[Collected data]
====================

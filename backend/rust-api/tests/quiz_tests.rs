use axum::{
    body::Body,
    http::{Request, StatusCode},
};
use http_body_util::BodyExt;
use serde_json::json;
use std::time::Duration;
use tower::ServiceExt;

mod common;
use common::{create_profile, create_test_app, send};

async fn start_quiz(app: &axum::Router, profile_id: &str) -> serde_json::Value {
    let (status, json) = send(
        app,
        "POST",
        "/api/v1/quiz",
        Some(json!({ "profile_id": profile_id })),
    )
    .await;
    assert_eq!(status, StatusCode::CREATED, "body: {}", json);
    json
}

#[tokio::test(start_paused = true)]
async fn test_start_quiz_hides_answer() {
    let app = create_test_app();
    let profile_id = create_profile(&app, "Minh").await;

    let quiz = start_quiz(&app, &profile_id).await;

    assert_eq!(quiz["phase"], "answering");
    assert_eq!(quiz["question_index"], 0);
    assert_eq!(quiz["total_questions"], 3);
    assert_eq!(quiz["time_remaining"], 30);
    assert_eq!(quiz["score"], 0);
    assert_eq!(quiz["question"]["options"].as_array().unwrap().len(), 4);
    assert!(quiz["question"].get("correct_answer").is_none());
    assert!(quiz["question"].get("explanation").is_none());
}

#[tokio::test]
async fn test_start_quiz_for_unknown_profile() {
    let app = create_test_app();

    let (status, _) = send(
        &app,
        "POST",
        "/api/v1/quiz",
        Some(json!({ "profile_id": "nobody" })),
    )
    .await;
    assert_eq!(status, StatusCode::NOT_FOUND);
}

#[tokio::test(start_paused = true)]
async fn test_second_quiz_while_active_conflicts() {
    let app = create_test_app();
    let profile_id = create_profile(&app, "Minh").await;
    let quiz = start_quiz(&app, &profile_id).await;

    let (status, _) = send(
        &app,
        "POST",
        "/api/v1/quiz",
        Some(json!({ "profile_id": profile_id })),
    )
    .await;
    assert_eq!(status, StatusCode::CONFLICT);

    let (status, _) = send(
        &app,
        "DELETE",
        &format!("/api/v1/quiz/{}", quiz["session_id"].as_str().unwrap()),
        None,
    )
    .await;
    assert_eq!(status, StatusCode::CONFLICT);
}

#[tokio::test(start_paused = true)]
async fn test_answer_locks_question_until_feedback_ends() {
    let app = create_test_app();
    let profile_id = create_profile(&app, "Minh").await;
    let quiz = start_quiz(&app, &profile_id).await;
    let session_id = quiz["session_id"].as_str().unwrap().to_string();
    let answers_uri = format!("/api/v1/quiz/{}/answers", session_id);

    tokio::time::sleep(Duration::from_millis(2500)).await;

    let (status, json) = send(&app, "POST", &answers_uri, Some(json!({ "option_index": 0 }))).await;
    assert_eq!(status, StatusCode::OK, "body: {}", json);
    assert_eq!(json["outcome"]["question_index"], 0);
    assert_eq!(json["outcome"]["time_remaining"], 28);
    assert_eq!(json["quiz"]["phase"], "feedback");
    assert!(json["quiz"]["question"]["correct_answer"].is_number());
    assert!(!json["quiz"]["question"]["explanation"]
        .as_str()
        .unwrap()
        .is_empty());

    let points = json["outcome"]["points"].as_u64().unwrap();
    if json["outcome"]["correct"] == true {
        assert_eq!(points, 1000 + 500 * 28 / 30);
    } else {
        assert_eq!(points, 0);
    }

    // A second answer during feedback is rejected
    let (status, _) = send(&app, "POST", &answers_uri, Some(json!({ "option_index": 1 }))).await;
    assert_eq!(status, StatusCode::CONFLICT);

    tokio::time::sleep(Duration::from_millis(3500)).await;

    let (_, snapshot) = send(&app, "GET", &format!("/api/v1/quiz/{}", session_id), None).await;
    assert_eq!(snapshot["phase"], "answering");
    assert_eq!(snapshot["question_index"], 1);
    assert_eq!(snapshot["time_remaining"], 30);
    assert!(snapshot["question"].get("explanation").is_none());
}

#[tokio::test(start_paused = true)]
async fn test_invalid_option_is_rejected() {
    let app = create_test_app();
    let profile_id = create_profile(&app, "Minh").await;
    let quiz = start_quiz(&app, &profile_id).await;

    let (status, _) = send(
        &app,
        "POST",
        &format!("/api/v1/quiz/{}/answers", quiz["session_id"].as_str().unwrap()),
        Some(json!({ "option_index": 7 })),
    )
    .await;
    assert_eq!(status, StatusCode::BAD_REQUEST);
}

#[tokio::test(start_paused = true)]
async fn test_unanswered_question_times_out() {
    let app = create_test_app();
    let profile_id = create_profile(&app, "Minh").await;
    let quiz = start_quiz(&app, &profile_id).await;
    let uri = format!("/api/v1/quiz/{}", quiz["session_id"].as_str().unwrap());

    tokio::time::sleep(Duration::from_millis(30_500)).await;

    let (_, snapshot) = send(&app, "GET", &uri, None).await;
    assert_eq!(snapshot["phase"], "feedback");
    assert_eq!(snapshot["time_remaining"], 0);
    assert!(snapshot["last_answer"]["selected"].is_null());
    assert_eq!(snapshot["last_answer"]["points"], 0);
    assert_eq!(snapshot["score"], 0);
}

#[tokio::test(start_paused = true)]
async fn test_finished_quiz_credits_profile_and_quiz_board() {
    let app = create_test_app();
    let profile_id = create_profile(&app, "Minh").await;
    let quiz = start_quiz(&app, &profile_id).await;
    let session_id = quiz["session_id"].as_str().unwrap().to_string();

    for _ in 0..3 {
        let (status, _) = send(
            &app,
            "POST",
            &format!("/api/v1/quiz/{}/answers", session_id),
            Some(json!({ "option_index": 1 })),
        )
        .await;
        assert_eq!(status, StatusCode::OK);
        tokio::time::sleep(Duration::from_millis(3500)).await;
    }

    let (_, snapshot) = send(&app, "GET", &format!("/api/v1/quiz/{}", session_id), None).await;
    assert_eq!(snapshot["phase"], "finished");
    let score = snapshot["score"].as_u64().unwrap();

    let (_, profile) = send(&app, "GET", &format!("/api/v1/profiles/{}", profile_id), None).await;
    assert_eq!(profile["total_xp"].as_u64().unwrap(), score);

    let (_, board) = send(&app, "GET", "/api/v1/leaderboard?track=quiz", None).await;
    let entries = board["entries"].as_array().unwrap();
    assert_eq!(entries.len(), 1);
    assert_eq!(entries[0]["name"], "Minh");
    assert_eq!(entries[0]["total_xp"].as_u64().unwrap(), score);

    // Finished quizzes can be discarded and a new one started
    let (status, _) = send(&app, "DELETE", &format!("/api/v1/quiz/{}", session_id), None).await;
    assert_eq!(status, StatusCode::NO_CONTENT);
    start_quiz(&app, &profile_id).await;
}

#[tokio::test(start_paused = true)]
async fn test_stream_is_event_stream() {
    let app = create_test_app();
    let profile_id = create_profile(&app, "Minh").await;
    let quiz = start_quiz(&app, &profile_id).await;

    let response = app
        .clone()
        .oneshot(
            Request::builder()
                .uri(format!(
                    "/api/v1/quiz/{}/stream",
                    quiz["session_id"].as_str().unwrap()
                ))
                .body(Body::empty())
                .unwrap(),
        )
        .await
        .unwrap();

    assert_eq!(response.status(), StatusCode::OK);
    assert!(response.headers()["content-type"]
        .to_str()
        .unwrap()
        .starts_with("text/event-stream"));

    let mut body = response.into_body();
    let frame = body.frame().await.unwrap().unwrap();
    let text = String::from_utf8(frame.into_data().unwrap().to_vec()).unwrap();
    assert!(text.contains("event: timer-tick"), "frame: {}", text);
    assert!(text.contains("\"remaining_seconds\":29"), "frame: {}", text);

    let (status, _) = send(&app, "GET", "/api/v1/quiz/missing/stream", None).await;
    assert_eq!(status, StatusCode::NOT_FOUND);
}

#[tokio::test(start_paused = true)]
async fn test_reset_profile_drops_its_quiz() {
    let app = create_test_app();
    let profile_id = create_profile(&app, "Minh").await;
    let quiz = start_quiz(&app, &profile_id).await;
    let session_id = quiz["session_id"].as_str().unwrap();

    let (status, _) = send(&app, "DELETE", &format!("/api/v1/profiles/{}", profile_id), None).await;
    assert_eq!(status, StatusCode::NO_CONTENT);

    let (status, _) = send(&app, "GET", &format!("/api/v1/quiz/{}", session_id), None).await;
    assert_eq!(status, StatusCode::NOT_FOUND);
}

====================

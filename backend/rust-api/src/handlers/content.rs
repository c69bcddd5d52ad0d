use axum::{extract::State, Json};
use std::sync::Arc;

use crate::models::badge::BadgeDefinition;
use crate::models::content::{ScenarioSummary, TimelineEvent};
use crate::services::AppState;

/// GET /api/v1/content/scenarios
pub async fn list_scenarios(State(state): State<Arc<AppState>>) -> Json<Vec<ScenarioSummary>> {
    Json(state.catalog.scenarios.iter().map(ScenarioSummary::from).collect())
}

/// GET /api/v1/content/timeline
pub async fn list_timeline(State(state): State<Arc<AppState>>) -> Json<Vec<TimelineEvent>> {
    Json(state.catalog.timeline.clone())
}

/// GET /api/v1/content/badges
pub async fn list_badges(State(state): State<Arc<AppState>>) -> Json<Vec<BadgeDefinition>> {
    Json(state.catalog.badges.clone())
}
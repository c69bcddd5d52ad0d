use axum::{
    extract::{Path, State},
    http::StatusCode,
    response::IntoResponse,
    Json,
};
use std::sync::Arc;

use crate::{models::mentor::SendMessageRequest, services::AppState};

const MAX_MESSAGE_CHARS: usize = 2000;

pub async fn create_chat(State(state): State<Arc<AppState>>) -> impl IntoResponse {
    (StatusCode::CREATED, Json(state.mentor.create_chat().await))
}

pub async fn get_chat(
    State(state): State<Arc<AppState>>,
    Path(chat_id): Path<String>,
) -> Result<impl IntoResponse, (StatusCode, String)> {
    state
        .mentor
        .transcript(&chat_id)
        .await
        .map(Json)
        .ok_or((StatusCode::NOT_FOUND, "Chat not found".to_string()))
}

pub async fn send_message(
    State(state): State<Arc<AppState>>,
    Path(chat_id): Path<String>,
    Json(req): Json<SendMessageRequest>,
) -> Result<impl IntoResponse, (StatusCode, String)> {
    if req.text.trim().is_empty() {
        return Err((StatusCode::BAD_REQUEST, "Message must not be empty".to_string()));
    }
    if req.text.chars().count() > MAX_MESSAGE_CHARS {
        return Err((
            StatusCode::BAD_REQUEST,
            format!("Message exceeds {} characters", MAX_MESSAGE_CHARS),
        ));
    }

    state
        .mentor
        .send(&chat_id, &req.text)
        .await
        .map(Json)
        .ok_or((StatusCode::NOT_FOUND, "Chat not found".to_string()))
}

====================

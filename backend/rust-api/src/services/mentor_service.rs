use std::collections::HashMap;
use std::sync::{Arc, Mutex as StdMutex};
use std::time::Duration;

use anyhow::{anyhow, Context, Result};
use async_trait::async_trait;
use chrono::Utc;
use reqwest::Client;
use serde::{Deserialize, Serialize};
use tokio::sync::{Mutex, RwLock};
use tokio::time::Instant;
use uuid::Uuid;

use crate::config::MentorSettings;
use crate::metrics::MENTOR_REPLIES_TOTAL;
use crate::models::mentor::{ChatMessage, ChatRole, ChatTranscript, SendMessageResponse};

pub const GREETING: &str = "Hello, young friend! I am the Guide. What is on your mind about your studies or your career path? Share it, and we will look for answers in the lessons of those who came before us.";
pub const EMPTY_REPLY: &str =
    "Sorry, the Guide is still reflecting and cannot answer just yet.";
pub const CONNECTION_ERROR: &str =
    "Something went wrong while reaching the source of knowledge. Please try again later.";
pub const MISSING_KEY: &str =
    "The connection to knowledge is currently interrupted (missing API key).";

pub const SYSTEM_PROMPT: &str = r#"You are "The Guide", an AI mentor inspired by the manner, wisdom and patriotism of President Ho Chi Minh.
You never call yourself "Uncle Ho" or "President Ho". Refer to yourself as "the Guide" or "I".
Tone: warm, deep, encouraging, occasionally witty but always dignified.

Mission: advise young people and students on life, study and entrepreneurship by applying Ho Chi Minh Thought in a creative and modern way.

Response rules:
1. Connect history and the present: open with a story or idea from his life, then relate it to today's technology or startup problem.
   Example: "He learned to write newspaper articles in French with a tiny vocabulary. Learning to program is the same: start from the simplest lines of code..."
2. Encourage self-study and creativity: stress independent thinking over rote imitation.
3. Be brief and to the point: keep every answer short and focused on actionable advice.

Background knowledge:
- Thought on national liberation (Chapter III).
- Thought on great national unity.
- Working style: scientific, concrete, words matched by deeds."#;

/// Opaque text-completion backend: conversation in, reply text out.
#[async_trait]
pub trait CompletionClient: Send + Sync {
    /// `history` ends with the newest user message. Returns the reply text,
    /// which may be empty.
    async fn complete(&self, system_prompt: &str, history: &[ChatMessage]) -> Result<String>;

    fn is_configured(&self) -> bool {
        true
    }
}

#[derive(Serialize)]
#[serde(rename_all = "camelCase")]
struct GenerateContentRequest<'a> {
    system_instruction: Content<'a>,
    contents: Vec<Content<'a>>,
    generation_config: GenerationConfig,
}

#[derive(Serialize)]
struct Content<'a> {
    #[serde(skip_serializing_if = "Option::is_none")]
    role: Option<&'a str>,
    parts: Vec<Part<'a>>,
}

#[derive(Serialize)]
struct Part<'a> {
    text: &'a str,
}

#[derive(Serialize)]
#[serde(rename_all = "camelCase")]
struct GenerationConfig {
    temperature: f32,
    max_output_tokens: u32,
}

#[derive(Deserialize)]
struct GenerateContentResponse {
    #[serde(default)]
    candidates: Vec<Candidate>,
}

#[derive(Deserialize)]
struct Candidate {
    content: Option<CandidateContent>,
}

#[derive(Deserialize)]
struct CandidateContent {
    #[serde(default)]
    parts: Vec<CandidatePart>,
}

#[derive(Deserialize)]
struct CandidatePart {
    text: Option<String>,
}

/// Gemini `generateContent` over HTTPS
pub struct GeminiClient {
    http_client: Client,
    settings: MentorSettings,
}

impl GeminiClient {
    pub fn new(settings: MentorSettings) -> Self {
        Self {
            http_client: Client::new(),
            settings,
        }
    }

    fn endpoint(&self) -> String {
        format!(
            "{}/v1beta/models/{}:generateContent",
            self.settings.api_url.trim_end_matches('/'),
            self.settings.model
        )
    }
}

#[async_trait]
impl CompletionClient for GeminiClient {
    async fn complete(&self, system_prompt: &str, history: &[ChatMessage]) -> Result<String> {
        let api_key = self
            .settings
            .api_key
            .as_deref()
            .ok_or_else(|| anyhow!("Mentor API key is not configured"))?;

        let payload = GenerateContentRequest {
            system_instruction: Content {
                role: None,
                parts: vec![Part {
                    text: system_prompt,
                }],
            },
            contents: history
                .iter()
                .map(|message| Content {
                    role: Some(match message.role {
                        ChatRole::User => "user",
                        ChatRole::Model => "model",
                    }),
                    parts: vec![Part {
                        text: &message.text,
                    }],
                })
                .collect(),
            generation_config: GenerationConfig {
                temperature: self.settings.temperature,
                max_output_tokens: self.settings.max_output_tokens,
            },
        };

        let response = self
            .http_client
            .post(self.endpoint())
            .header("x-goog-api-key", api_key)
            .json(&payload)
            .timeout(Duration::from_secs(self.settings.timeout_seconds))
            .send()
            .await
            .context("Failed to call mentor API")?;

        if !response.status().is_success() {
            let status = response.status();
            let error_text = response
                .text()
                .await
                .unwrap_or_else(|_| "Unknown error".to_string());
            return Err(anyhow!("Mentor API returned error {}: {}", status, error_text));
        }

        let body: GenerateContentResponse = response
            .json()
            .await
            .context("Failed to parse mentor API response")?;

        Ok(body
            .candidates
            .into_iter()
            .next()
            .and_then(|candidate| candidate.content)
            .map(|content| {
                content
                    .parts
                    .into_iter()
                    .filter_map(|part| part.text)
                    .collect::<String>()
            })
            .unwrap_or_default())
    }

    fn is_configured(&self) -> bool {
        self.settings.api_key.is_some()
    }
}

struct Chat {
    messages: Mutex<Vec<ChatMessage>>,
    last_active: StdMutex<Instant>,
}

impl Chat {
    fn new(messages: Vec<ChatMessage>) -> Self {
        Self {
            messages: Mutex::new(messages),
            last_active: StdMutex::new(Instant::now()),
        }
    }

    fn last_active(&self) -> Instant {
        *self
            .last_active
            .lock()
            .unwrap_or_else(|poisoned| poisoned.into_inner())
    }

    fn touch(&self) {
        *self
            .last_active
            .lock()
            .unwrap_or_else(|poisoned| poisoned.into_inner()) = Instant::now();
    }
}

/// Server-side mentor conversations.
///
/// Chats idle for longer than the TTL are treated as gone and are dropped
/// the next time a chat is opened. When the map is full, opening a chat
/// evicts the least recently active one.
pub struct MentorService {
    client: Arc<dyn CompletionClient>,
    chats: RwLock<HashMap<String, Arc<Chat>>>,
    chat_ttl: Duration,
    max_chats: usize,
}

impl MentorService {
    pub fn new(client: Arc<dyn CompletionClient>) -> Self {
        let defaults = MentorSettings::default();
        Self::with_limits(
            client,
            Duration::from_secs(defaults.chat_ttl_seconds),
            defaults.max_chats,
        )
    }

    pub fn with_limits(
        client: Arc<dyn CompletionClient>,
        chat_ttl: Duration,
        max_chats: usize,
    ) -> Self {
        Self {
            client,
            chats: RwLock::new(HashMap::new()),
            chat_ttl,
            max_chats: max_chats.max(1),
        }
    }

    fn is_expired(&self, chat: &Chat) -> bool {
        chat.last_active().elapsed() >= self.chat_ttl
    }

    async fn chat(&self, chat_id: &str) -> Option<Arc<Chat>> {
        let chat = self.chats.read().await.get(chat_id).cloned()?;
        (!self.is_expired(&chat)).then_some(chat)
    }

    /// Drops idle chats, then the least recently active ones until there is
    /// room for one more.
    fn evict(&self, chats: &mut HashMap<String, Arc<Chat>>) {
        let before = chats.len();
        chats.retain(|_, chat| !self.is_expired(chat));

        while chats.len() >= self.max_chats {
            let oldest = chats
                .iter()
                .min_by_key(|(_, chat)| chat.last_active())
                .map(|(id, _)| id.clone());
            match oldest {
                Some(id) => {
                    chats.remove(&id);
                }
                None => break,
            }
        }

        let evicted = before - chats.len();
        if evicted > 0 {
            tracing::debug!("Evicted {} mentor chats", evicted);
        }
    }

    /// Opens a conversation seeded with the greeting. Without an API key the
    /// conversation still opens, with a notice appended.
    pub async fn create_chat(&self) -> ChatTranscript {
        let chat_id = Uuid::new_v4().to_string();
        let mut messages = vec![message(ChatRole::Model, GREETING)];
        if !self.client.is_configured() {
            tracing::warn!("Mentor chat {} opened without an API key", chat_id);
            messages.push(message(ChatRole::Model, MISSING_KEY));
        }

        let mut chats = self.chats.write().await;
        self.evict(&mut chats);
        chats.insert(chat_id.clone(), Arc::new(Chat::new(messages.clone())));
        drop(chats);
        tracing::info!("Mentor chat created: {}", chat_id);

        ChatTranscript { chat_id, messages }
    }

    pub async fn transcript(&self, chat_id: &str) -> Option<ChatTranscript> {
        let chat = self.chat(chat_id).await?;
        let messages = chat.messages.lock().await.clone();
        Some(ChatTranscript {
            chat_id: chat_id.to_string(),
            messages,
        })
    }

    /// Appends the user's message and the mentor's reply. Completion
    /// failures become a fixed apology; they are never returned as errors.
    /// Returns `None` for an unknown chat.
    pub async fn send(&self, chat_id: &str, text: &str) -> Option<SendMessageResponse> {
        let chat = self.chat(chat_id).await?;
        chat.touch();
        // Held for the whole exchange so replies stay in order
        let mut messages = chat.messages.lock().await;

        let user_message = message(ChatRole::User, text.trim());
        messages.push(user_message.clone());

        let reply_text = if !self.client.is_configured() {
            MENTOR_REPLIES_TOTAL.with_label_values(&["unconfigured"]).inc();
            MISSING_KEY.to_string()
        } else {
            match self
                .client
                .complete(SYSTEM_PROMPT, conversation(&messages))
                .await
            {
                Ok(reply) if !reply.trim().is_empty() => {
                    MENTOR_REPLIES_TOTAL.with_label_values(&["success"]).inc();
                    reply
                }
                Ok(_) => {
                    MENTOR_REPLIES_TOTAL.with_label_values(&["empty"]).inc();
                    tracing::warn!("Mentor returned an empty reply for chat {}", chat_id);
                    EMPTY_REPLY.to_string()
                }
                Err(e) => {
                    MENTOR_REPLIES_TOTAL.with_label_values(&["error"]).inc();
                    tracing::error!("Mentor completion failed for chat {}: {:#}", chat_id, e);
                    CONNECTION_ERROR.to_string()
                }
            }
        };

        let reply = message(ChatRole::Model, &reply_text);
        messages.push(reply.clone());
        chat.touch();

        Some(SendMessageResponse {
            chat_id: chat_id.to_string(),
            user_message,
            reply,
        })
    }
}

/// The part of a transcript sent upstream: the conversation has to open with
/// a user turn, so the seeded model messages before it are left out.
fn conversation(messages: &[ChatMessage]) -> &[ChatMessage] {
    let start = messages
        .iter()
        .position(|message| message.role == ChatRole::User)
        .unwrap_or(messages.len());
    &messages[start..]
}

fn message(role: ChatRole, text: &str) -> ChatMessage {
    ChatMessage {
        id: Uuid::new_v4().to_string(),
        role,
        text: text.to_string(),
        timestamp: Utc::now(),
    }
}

====================

*Requirement:* What is the number of lines in the records that contain "SendMessageResponse"? Give that number only.

*Response for this exercise:* 3